Let \( V = \mathbb{R}^{\mathbb{R}} \), the set of all functions \( f: \mathbb{R} \to \mathbb{R} \).
* Addition: For \( f, g \in V \), define \( (f + g)(x) = f(x) + g(x) \).
* Scalar Multiplication: For \( c \in \mathbb{R}, f \in V \), define \( (c \cdot f)(x) = c f(x) \).
Let's verify a few key axioms:
* (+i) Additive Closure: Is \( f+g \) a function from \( \mathbb{R} \) to \( \mathbb{R} \)? Yes, because the sum of two real numbers is a real number. So for every input \( x \), the output \( (f+g)(x) \) is a real number. Closure holds.

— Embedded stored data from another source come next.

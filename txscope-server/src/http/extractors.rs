//! Custom Axum extractors

use std::convert::Infallible;
use std::sync::Arc;

use axum::extract::{FromRequestParts, Path};
use axum::http::request::Parts;
use txscope_core::Context;

use super::error::ApiError;
use super::server::AppState;
use crate::models::ValidationError;

/// Per-request context: child of the server's base context, bounded by the
/// configured request timeout.
pub struct RequestContext(pub Context);

impl FromRequestParts<Arc<AppState>> for RequestContext {
    type Rejection = Infallible;

    async fn from_request_parts(
        _parts: &mut Parts,
        state: &Arc<AppState>,
    ) -> Result<Self, Self::Rejection> {
        Ok(Self(state.request_context()))
    }
}

/// Extract and validate a numeric example id from path
pub struct ExampleId(pub i32);

impl<S> FromRequestParts<S> for ExampleId
where
    S: Send + Sync,
{
    type Rejection = ApiError;

    async fn from_request_parts(parts: &mut Parts, state: &S) -> Result<Self, Self::Rejection> {
        let Path(id): Path<String> = Path::from_request_parts(parts, state)
            .await
            .map_err(|_| ApiError::Validation(ValidationError::Empty { field: "id" }))?;

        let id = id.parse().map_err(|_| {
            ApiError::Validation(ValidationError::InvalidFormat {
                field: "id",
                reason: "must be an integer",
            })
        })?;

        Ok(Self(id))
    }
}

* (+iv) Zero Vector: The zero vector is the zero function , \( \mathbf{0}(x) = 0 \) for all \( x \). Check: \( (f + \mathbf{0})(x) = f(x) + 0 = f(x) \). Axiom holds.

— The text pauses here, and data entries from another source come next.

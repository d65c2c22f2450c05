//! Parameter and cell values, rows and row sequences
//!
//! Backends translate their native types to and from `Value`, which keeps the
//! `Tx` surface independent of any driver and lets fakes return rows.

use std::sync::Arc;

use chrono::{DateTime, Utc};
use uuid::Uuid;

use crate::error::DbError;

/// A single statement parameter or result cell
#[derive(Debug, Clone, PartialEq)]
pub enum Value {
    Null,
    Bool(bool),
    Int(i64),
    Float(f64),
    Text(String),
    Bytes(Vec<u8>),
    Uuid(Uuid),
    Timestamp(DateTime<Utc>),
    Json(serde_json::Value),
}

impl Value {
    pub fn is_null(&self) -> bool {
        matches!(self, Self::Null)
    }

    fn kind(&self) -> &'static str {
        match self {
            Self::Null => "null",
            Self::Bool(_) => "bool",
            Self::Int(_) => "int",
            Self::Float(_) => "float",
            Self::Text(_) => "text",
            Self::Bytes(_) => "bytes",
            Self::Uuid(_) => "uuid",
            Self::Timestamp(_) => "timestamp",
            Self::Json(_) => "json",
        }
    }
}

macro_rules! value_from {
    ($($ty:ty => $variant:ident $(as $cast:ty)?),* $(,)?) => {
        $(
            impl From<$ty> for Value {
                fn from(v: $ty) -> Self {
                    Self::$variant(v $(as $cast)?)
                }
            }
        )*
    };
}

value_from! {
    bool => Bool,
    i16 => Int as i64,
    i32 => Int as i64,
    i64 => Int,
    f32 => Float as f64,
    f64 => Float,
    String => Text,
    Vec<u8> => Bytes,
    Uuid => Uuid,
    DateTime<Utc> => Timestamp,
    serde_json::Value => Json,
}

impl From<&str> for Value {
    fn from(v: &str) -> Self {
        Self::Text(v.to_owned())
    }
}

impl<T: Into<Value>> From<Option<T>> for Value {
    fn from(v: Option<T>) -> Self {
        v.map_or(Self::Null, Into::into)
    }
}

/// Build a `Vec<Value>` of statement parameters
///
/// ```ignore
/// tx.execute(&ctx, "UPDATE example SET name = $1 WHERE id = $2", &params![name, id]).await?;
/// ```
#[macro_export]
macro_rules! params {
    () => { ::std::vec::Vec::<$crate::Value>::new() };
    ($($v:expr),+ $(,)?) => { ::std::vec![$($crate::Value::from($v)),+] };
}

/// Conversion from a result cell
pub trait FromValue: Sized {
    fn from_value(column: &str, value: &Value) -> Result<Self, DbError>;
}

fn mismatch(column: &str, expected: &str, got: &Value) -> DbError {
    DbError::decode(column, format!("expected {expected}, got {}", got.kind()))
}

impl FromValue for bool {
    fn from_value(column: &str, value: &Value) -> Result<Self, DbError> {
        match value {
            Value::Bool(b) => Ok(*b),
            other => Err(mismatch(column, "bool", other)),
        }
    }
}

impl FromValue for i64 {
    fn from_value(column: &str, value: &Value) -> Result<Self, DbError> {
        match value {
            Value::Int(i) => Ok(*i),
            other => Err(mismatch(column, "int", other)),
        }
    }
}

impl FromValue for i32 {
    fn from_value(column: &str, value: &Value) -> Result<Self, DbError> {
        let wide = i64::from_value(column, value)?;
        i32::try_from(wide).map_err(|_| DbError::decode(column, format!("{wide} out of range for i32")))
    }
}

impl FromValue for f64 {
    fn from_value(column: &str, value: &Value) -> Result<Self, DbError> {
        match value {
            Value::Float(f) => Ok(*f),
            Value::Int(i) => Ok(*i as f64),
            other => Err(mismatch(column, "float", other)),
        }
    }
}

impl FromValue for String {
    fn from_value(column: &str, value: &Value) -> Result<Self, DbError> {
        match value {
            Value::Text(s) => Ok(s.clone()),
            other => Err(mismatch(column, "text", other)),
        }
    }
}

impl FromValue for Vec<u8> {
    fn from_value(column: &str, value: &Value) -> Result<Self, DbError> {
        match value {
            Value::Bytes(b) => Ok(b.clone()),
            other => Err(mismatch(column, "bytes", other)),
        }
    }
}

impl FromValue for Uuid {
    fn from_value(column: &str, value: &Value) -> Result<Self, DbError> {
        match value {
            Value::Uuid(u) => Ok(*u),
            other => Err(mismatch(column, "uuid", other)),
        }
    }
}

impl FromValue for DateTime<Utc> {
    fn from_value(column: &str, value: &Value) -> Result<Self, DbError> {
        match value {
            Value::Timestamp(t) => Ok(*t),
            other => Err(mismatch(column, "timestamp", other)),
        }
    }
}

impl FromValue for serde_json::Value {
    fn from_value(column: &str, value: &Value) -> Result<Self, DbError> {
        match value {
            Value::Json(j) => Ok(j.clone()),
            other => Err(mismatch(column, "json", other)),
        }
    }
}

impl<T: FromValue> FromValue for Option<T> {
    fn from_value(column: &str, value: &Value) -> Result<Self, DbError> {
        match value {
            Value::Null => Ok(None),
            other => T::from_value(column, other).map(Some),
        }
    }
}

/// One result row
#[derive(Debug, Clone, PartialEq)]
pub struct Row {
    columns: Arc<[String]>,
    values: Vec<Value>,
}

impl Row {
    pub fn new(columns: Arc<[String]>, values: Vec<Value>) -> Self {
        Self { columns, values }
    }

    pub fn columns(&self) -> &[String] {
        &self.columns
    }

    pub fn values(&self) -> &[Value] {
        &self.values
    }

    pub fn len(&self) -> usize {
        self.values.len()
    }

    pub fn is_empty(&self) -> bool {
        self.values.is_empty()
    }

    /// Decode the cell of the named column
    pub fn get<T: FromValue>(&self, column: &str) -> Result<T, DbError> {
        let idx = self
            .columns
            .iter()
            .position(|c| c == column)
            .ok_or_else(|| DbError::ColumnNotFound(column.to_owned()))?;
        self.get_at(idx)
    }

    /// Decode the cell at position `idx`
    pub fn get_at<T: FromValue>(&self, idx: usize) -> Result<T, DbError> {
        let value = self
            .values
            .get(idx)
            .ok_or_else(|| DbError::ColumnNotFound(format!("#{idx}")))?;
        let column = self.columns.get(idx).map(String::as_str).unwrap_or("?");
        T::from_value(column, value)
    }
}

/// Map a row onto a domain type
pub trait FromRow: Sized {
    fn from_row(row: &Row) -> Result<Self, DbError>;
}

/// A finite, forward-only sequence of rows produced by one query.
///
/// Iterating consumes it; run the query again for a fresh sequence.
#[derive(Debug)]
pub struct Rows {
    columns: Arc<[String]>,
    rows: std::vec::IntoIter<Vec<Value>>,
    rows_affected: u64,
}

impl Rows {
    pub fn new(columns: Arc<[String]>, rows: Vec<Vec<Value>>, rows_affected: u64) -> Self {
        Self {
            columns,
            rows: rows.into_iter(),
            rows_affected,
        }
    }

    /// Build a row set from column names and rows, for fakes and tests
    pub fn from_values<C: AsRef<str>>(columns: &[C], rows: Vec<Vec<Value>>) -> Self {
        let columns: Arc<[String]> = columns.iter().map(|c| c.as_ref().to_owned()).collect();
        Self::new(columns, rows, 0)
    }

    pub fn columns(&self) -> &[String] {
        &self.columns
    }

    /// Rows reported as affected by the statement (INSERT/UPDATE/DELETE ... RETURNING)
    pub fn rows_affected(&self) -> u64 {
        self.rows_affected
    }

    /// Decode every remaining row with `T::from_row`
    pub fn collect_as<T: FromRow>(self) -> Result<Vec<T>, DbError> {
        self.map(|row| T::from_row(&row)).collect()
    }
}

impl Iterator for Rows {
    type Item = Row;

    fn next(&mut self) -> Option<Row> {
        self.rows
            .next()
            .map(|values| Row::new(self.columns.clone(), values))
    }

    fn size_hint(&self) -> (usize, Option<usize>) {
        self.rows.size_hint()
    }
}

#[cfg(test)]
mod tests {
    use super::*;

    struct Pair {
        id: i32,
        label: Option<String>,
    }

    impl FromRow for Pair {
        fn from_row(row: &Row) -> Result<Self, DbError> {
            Ok(Self {
                id: row.get("id")?,
                label: row.get("label")?,
            })
        }
    }

    #[test]
    fn params_macro_converts_each_argument() {
        let name: Option<&str> = None;
        let params = params![1, "x", true, name];
        assert_eq!(
            params,
            vec![
                Value::Int(1),
                Value::Text("x".into()),
                Value::Bool(true),
                Value::Null
            ]
        );
        assert!(params![].is_empty());
    }

    #[test]
    fn rows_decode_and_are_consumed_once() {
        let mut rows = Rows::from_values(
            &["id", "label"],
            vec![
                vec![Value::Int(1), Value::Text("one".into())],
                vec![Value::Int(2), Value::Null],
            ],
        );
        let first = rows.next().unwrap();
        assert_eq!(first.get::<i32>("id").unwrap(), 1);

        let rest = rows.collect_as::<Pair>().unwrap();
        assert_eq!(rest.len(), 1);
        assert_eq!(rest[0].id, 2);
        assert!(rest[0].label.is_none());
    }

    #[test]
    fn decode_errors_name_the_column() {
        let row = Row::new(Arc::from(vec!["id".to_owned()]), vec![Value::Text("x".into())]);
        let err = row.get::<i64>("id").unwrap_err();
        assert_eq!(err.to_string(), "column 'id': expected int, got text");
        assert!(matches!(row.get::<i64>("missing"), Err(DbError::ColumnNotFound(_))));
    }

    #[test]
    fn i32_rejects_out_of_range() {
        let row = Row::new(Arc::from(vec!["n".to_owned()]), vec![Value::Int(i64::MAX)]);
        assert!(row.get::<i32>("n").is_err());
    }
}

* (· i) Multiplicative Closure: Is \( c \cdot f \) a function from \( \mathbb{R} \) to \( \mathbb{R} \)? Yes, because \( c f(x) \) is a real number. Closure holds.
* (· v) Unity Law: \( (1 \cdot f)(x) = 1 \cdot f(x) = f(x) \). This is true for all \( x \), so \( 1 \cdot f = f \). Axiom holds.

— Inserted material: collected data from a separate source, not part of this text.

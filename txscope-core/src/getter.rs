//! Read-only access to the ambient transaction

use crate::carrier;
use crate::context::Context;
use crate::error::DbError;
use crate::tx::Tx;

/// Looks up the transaction a `TxManager` attached to a context.
///
/// The returned handle borrows the context, so repositories cannot keep it
/// beyond the call that obtained it.
#[derive(Debug, Clone, Copy, Default)]
pub struct TxGetter;

impl TxGetter {
    pub fn new() -> Self {
        Self
    }

    /// The active transaction, or `None` outside any unit of work
    pub fn get_tx<'c>(&self, ctx: &'c Context) -> Option<&'c dyn Tx> {
        carrier::lookup(ctx).map(|active| active.tx())
    }

    /// Like `get_tx`, but absence is `DbError::NoTransaction`.
    ///
    /// For repository operations that must never run unguarded.
    pub fn require_tx<'c>(&self, ctx: &'c Context) -> Result<&'c dyn Tx, DbError> {
        self.get_tx(ctx).ok_or(DbError::NoTransaction)
    }
}

#[cfg(test)]
mod tests {
    use super::*;

    #[test]
    fn absent_on_fresh_context() {
        let getter = TxGetter::new();
        let ctx = Context::background();
        assert!(getter.get_tx(&ctx).is_none());
        assert!(matches!(getter.require_tx(&ctx), Err(DbError::NoTransaction)));
    }
}
//! Database layer - schema setup and repositories

pub mod migrations;
pub mod repos;

pub use repos::*;
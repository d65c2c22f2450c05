//! Unit-of-work executor
//!
//! `TxManager::run` begins a transaction, publishes it on a child context,
//! runs the caller's work with that context and resolves the transaction:
//! - work returned `Ok`  -> commit
//! - work returned `Err` -> rollback
//! - work panicked       -> panic caught, rollback, returned as `Abort::Panic`
//!
//! Every path ends in exactly one commit or one rollback before `run` returns.
//! Errors are returned to the caller, never logged here.

use std::future::Future;
use std::panic::AssertUnwindSafe;
use std::sync::atomic::Ordering;
use std::sync::Arc;

use futures::FutureExt;
use tracing::debug;

use crate::carrier::{self, ActiveTx};
use crate::context::Context;
use crate::error::{Abort, TxError};
use crate::tx::{Database, Transaction, Tx, TxSettings};

/// Runs closures as atomic units of work against a `Database`
pub struct TxManager<D> {
    db: Arc<D>,
}

impl<D> Clone for TxManager<D> {
    fn clone(&self) -> Self {
        Self {
            db: self.db.clone(),
        }
    }
}

impl<D: Database> TxManager<D> {
    pub fn new(db: Arc<D>) -> Self {
        Self { db }
    }

    pub fn database(&self) -> &Arc<D> {
        &self.db
    }

    /// Identity of the database this manager begins transactions on
    fn owner(&self) -> usize {
        Arc::as_ptr(&self.db) as *const () as usize
    }

    /// Run `work` in a transaction with server-default settings
    pub async fn run<T, E, F, Fut>(&self, ctx: &Context, work: F) -> Result<T, TxError<E>>
    where
        F: FnOnce(Context) -> Fut,
        Fut: Future<Output = Result<T, E>>,
    {
        self.run_with_settings(ctx, TxSettings::default(), work).await
    }

    /// Run `work` in a transaction started with `settings`.
    ///
    /// If `ctx` already carries a transaction begun on this manager's
    /// database, `work` joins it instead of starting a new one; see `join`.
    /// Transactions of other databases are never joined: `work` gets its own
    /// transaction, which shadows theirs on the context it receives.
    pub async fn run_with_settings<T, E, F, Fut>(
        &self,
        ctx: &Context,
        settings: TxSettings,
        work: F,
    ) -> Result<T, TxError<E>>
    where
        F: FnOnce(Context) -> Fut,
        Fut: Future<Output = Result<T, E>>,
    {
        let owner = self.owner();
        if let Some(active) = carrier::lookup_owned(ctx, owner) {
            if active.settings() != settings {
                debug!(
                    outer = ?active.settings(),
                    requested = ?settings,
                    "nested unit of work joins outer transaction, requested settings ignored"
                );
            }
            return Self::join(ctx, active, work).await;
        }
        if carrier::lookup(ctx).is_some() {
            debug!("outer transaction belongs to another database, starting a new one");
        }

        let tx = Arc::new(self.db.begin(ctx, &settings).await.map_err(TxError::Begin)?);
        debug!(?settings, "transaction started");

        let entry = ActiveTx::new(tx.clone() as Arc<dyn Tx>, owner, settings);
        let rollback_only = entry.rollback_only_flag();
        let tx_ctx = carrier::attach(ctx, entry);

        let outcome = AssertUnwindSafe(async move { work(tx_ctx).await })
            .catch_unwind()
            .await;

        let cause = match outcome {
            Ok(Ok(value)) if !rollback_only.load(Ordering::SeqCst) => {
                tx.commit(ctx).await.map_err(TxError::Commit)?;
                debug!("transaction committed");
                return Ok(value);
            }
            Ok(Ok(_)) => Abort::RollbackOnly,
            Ok(Err(e)) => Abort::Work(e),
            Err(payload) => Abort::Panic(payload.into()),
        };

        // Rollback must happen even if the request context was cancelled.
        match tx.rollback(&ctx.without_cancel()).await {
            Ok(()) => {
                debug!("transaction rolled back");
                Err(TxError::Aborted(cause))
            }
            Err(rollback) => Err(TxError::RollbackFailed { cause, rollback }),
        }
    }

    /// Nested unit of work: reuse the outer transaction.
    ///
    /// Nothing is committed or rolled back here. A failure marks the outer
    /// transaction rollback-only, so the outermost `run` cannot commit it.
    async fn join<T, E, F, Fut>(ctx: &Context, active: &ActiveTx, work: F) -> Result<T, TxError<E>>
    where
        F: FnOnce(Context) -> Fut,
        Fut: Future<Output = Result<T, E>>,
    {
        // Re-attach so the joined transaction is the innermost one even when a
        // transaction from another database was carried in between.
        let inner_ctx = carrier::attach(ctx, active.clone());
        let outcome = AssertUnwindSafe(async move { work(inner_ctx).await })
            .catch_unwind()
            .await;

        let cause = match outcome {
            Ok(Ok(value)) => return Ok(value),
            Ok(Err(e)) => Abort::Work(e),
            Err(payload) => Abort::Panic(payload.into()),
        };
        active.mark_rollback_only();
        debug!("nested unit of work failed, outer transaction marked rollback-only");
        Err(TxError::Aborted(cause))
    }
}

#[cfg(test)]
mod tests {
    use super::*;
    use crate::fake::{FakeCall, FakeDatabase};
    use crate::getter::TxGetter;
    use crate::params;

    #[derive(Debug, thiserror::Error)]
    #[error("work failed")]
    struct WorkFailed;

    #[tokio::test]
    async fn run_returns_work_value_on_commit() {
        let db = FakeDatabase::new();
        let manager = TxManager::new(Arc::new(db.clone()));

        let value = manager
            .run(&Context::background(), |_ctx| async { Ok::<_, WorkFailed>(42) })
            .await
            .unwrap();

        assert_eq!(value, 42);
        assert_eq!(db.commit_count(), 1);
        assert_eq!(db.rollback_count(), 0);
    }

    #[tokio::test]
    async fn begin_failure_skips_work() {
        let db = FakeDatabase::new();
        db.fail_begin(true);
        let manager = TxManager::new(Arc::new(db.clone()));
        let mut ran = false;

        let err = manager
            .run(&Context::background(), |_ctx| {
                ran = true;
                async { Ok::<_, WorkFailed>(()) }
            })
            .await
            .unwrap_err();

        assert!(matches!(err, TxError::Begin(_)));
        assert!(!ran);
        assert!(db.calls().is_empty());
    }

    #[tokio::test]
    async fn panic_while_building_future_is_caught() {
        let db = FakeDatabase::new();
        let manager = TxManager::new(Arc::new(db.clone()));

        let err = manager
            .run(&Context::background(), |_ctx| -> std::future::Ready<Result<(), WorkFailed>> {
                panic!("before the future existed")
            })
            .await
            .unwrap_err();

        assert!(err.is_panic());
        assert_eq!(db.rollback_count(), 1);
    }

    #[tokio::test]
    async fn carried_tx_is_gone_after_run() {
        let db = FakeDatabase::new();
        let manager = TxManager::new(Arc::new(db.clone()));
        let ctx = Context::background();

        manager
            .run(&ctx, |tx_ctx| async move {
                assert!(TxGetter::new().get_tx(&tx_ctx).is_some());
                Ok::<_, WorkFailed>(())
            })
            .await
            .unwrap();

        assert!(TxGetter::new().get_tx(&ctx).is_none());
    }

    #[tokio::test]
    async fn leaked_context_cannot_reuse_resolved_tx() {
        let db = FakeDatabase::new();
        let manager = TxManager::new(Arc::new(db.clone()));

        let leaked = manager
            .run(&Context::background(), |tx_ctx| async move { Ok::<_, WorkFailed>(tx_ctx) })
            .await
            .unwrap();

        let tx = TxGetter::new().get_tx(&leaked).unwrap();
        let err = tx
            .execute(&leaked, "INSERT INTO example VALUES ($1)", &params![1])
            .await
            .unwrap_err();
        assert!(matches!(err, crate::DbError::TxClosed));
        assert_eq!(db.calls(), vec![FakeCall::Commit]);
    }
}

The other axioms follow directly from the properties of real numbers. Thus, \( \mathbb{R}^{\mathbb{R}} \) is a vector space. Its "vectors" are functions, and they are infinite-dimensional in a very deep sense.
Example 2: The Space of Sequences (\( \mathbb{R}^{\mathbb{N}} \))
Let \( V = \mathbb{R}^{\mathbb{N}} \), the set of all infinite sequences of real numbers. A vector here looks like:
\[\mathbf{a} = (a_1, a_2, a_3, \dots)\]
This is a special case of a function space \( \mathbb{R}^S \) where \( S = \mathbb{N} \). Addition and scalar multiplication are done component-wise:
\[(a_1, a_2, \dots) + (b_1, b_2, \dots) = (a_1+b_1, a_2+b_2, \dots)\]
\[c \cdot (a_1, a_2, \dots) = (c a_1, c a_2, \dots)\]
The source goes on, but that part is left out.